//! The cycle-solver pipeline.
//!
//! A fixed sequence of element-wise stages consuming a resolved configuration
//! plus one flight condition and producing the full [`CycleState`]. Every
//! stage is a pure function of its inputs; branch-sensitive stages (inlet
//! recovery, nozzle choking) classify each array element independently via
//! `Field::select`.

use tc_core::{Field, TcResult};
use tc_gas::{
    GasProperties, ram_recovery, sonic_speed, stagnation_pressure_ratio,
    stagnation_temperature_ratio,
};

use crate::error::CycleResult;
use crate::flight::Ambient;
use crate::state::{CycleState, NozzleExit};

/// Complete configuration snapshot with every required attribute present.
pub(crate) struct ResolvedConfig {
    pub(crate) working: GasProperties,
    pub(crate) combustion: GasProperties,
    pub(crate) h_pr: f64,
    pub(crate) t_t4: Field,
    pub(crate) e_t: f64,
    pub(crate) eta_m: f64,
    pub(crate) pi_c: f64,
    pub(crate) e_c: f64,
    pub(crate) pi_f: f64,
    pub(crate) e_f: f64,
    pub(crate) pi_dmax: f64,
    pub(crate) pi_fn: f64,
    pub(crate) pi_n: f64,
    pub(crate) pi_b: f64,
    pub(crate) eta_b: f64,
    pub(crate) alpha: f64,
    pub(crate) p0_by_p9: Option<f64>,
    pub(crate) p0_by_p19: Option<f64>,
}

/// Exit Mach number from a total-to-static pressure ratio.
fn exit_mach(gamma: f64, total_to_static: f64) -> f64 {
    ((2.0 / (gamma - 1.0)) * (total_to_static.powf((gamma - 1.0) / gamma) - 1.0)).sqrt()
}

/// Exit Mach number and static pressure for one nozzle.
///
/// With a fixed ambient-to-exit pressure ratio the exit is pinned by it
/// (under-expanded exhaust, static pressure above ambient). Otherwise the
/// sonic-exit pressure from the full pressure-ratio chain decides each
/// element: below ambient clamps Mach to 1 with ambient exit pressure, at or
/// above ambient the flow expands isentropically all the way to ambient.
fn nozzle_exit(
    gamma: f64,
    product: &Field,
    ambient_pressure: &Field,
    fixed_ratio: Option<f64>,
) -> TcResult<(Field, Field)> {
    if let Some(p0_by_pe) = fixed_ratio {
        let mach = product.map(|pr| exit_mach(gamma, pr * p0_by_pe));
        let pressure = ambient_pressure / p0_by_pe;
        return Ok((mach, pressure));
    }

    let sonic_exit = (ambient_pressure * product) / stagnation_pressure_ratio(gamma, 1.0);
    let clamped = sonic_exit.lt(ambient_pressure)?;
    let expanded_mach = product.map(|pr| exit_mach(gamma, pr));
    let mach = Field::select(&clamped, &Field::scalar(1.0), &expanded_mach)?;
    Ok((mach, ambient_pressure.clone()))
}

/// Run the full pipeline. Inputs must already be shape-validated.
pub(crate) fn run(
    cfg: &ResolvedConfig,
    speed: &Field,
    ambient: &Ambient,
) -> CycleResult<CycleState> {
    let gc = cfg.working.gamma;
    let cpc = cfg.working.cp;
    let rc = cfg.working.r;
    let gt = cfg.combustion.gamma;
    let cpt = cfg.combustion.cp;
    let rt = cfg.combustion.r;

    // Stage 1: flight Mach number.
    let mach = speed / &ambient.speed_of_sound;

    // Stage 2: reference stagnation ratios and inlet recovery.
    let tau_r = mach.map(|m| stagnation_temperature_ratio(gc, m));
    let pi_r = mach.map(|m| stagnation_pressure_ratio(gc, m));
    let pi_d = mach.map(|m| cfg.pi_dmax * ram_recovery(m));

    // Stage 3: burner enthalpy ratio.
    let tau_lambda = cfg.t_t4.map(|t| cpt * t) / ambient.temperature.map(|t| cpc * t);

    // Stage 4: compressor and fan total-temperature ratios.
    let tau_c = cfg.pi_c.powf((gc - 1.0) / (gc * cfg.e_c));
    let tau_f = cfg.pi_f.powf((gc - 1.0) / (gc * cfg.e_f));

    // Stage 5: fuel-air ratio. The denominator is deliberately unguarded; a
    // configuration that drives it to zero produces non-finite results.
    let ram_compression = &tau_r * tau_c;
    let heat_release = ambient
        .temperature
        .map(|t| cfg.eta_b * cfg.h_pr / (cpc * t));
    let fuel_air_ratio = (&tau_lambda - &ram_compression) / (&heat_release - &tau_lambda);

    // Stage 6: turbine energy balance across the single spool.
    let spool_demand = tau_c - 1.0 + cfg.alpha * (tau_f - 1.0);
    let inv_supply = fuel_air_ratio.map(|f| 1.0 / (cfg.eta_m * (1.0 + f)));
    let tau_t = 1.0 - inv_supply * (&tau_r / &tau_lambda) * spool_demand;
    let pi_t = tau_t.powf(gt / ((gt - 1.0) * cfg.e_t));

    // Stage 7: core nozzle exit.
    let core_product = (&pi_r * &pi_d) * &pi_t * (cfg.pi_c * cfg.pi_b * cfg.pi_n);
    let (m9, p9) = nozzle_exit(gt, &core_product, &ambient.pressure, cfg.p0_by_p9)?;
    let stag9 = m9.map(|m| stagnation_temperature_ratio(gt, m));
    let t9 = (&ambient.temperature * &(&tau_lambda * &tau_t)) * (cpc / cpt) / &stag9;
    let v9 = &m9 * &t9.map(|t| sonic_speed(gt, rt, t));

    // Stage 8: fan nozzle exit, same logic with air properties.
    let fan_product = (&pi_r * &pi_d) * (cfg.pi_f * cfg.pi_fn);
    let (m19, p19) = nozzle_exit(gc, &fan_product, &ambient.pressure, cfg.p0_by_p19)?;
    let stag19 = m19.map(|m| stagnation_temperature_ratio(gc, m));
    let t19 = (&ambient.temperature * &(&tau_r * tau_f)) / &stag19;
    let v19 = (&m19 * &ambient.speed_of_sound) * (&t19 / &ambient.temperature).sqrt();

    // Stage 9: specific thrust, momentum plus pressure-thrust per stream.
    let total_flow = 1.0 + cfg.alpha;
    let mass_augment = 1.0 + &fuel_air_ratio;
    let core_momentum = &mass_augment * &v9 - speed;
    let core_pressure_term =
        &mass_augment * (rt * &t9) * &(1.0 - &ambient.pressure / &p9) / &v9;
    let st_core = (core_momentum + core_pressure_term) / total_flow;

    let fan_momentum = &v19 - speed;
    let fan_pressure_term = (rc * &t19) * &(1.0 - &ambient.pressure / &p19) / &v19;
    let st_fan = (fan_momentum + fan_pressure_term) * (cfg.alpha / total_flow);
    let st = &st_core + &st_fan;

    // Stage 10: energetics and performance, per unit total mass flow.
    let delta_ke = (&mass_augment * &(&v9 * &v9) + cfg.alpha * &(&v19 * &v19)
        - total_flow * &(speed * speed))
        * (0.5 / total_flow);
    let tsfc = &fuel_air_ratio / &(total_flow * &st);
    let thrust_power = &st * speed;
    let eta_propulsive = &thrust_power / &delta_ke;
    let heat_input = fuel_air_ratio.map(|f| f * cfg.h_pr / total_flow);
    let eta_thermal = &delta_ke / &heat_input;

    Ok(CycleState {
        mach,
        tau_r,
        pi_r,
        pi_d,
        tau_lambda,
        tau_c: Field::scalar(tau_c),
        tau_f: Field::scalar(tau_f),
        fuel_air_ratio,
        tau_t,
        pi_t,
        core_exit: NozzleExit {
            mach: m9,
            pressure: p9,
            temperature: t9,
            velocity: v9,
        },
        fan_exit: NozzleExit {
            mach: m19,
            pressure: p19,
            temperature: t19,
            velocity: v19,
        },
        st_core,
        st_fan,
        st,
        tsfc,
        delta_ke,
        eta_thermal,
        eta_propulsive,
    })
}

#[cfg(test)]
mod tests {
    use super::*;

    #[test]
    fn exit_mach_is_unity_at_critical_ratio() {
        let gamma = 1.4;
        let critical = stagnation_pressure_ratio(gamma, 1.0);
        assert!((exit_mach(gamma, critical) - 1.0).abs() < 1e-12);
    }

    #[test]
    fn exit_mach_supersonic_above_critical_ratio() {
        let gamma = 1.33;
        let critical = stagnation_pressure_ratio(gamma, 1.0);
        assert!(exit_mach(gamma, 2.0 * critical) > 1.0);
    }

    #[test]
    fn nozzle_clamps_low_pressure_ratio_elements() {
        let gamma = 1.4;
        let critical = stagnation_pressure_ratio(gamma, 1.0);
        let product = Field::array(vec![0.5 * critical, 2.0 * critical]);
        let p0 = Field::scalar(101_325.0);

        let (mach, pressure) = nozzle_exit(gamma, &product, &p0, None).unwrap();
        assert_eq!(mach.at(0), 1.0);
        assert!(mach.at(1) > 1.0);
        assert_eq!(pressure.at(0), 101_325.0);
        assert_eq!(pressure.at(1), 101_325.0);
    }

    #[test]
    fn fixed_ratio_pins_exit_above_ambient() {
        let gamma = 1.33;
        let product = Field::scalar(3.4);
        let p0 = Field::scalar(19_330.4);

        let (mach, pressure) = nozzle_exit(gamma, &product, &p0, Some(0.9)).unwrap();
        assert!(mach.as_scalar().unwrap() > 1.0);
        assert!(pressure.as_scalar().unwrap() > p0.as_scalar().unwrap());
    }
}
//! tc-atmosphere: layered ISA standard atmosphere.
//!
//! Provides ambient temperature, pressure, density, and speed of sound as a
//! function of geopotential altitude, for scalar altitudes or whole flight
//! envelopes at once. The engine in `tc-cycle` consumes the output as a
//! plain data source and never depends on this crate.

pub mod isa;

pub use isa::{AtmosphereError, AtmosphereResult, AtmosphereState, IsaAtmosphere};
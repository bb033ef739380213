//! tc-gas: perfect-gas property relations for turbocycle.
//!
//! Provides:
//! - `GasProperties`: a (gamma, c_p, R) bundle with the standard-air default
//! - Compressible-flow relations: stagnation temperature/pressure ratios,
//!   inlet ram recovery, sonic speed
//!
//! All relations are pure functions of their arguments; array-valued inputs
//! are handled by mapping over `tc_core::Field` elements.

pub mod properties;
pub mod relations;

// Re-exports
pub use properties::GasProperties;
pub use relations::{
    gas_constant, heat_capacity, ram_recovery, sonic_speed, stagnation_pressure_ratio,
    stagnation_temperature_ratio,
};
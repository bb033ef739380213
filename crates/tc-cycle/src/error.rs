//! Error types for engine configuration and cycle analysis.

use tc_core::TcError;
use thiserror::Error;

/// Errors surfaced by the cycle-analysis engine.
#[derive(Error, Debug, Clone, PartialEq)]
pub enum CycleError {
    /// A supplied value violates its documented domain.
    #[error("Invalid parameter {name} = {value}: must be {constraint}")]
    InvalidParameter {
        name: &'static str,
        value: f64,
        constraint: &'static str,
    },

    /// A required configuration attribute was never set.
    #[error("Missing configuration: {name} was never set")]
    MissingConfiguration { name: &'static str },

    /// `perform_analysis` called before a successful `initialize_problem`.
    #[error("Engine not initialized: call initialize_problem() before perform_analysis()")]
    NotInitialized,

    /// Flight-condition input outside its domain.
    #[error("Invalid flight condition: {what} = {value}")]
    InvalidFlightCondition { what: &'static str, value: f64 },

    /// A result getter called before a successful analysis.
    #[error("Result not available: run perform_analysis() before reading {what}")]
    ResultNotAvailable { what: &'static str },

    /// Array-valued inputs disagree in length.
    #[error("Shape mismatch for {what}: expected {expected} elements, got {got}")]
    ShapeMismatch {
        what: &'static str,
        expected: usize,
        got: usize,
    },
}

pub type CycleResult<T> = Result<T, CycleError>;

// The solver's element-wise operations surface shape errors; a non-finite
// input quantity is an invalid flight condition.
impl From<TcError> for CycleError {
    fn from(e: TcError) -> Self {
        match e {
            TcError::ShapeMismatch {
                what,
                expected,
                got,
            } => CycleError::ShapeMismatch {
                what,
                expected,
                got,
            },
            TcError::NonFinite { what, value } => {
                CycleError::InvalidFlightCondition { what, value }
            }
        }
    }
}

---*---

TASK REQUIREMENTS — Begin at the line above that has "let rt = cfg.combustion.r;" and stop after the line that has "let inv_supply = fuel_air_ratio.map(|f|", copying each line exactly and adding nothing else.

THE ANSWER —
    let rt = cfg.combustion.r;

    // Stage 1: flight Mach number.
    let mach = speed / &ambient.speed_of_sound;

    // Stage 2: reference stagnation ratios and inlet recovery.
    let tau_r = mach.map(|m| stagnation_temperature_ratio(gc, m));
    let pi_r = mach.map(|m| stagnation_pressure_ratio(gc, m));
    let pi_d = mach.map(|m| cfg.pi_dmax * ram_recovery(m));

    // Stage 3: burner enthalpy ratio.
    let tau_lambda = cfg.t_t4.map(|t| cpt * t) / ambient.temperature.map(|t| cpc * t);

    // Stage 4: compressor and fan total-temperature ratios.
    let tau_c = cfg.pi_c.powf((gc - 1.0) / (gc * cfg.e_c));
    let tau_f = cfg.pi_f.powf((gc - 1.0) / (gc * cfg.e_f));

    // Stage 5: fuel-air ratio. The denominator is deliberately unguarded; a
    // configuration that drives it to zero produces non-finite results.
    let ram_compression = &tau_r * tau_c;
    let heat_release = ambient
        .temperature
        .map(|t| cfg.eta_b * cfg.h_pr / (cpc * t));
    let fuel_air_ratio = (&tau_lambda - &ram_compression) / (&heat_release - &tau_lambda);

    // Stage 6: turbine energy balance across the single spool.
    let spool_demand = tau_c - 1.0 + cfg.alpha * (tau_f - 1.0);
    let inv_supply = fuel_air_ratio.map(|f| 1.0 / (cfg.eta_m * (1.0 + f)));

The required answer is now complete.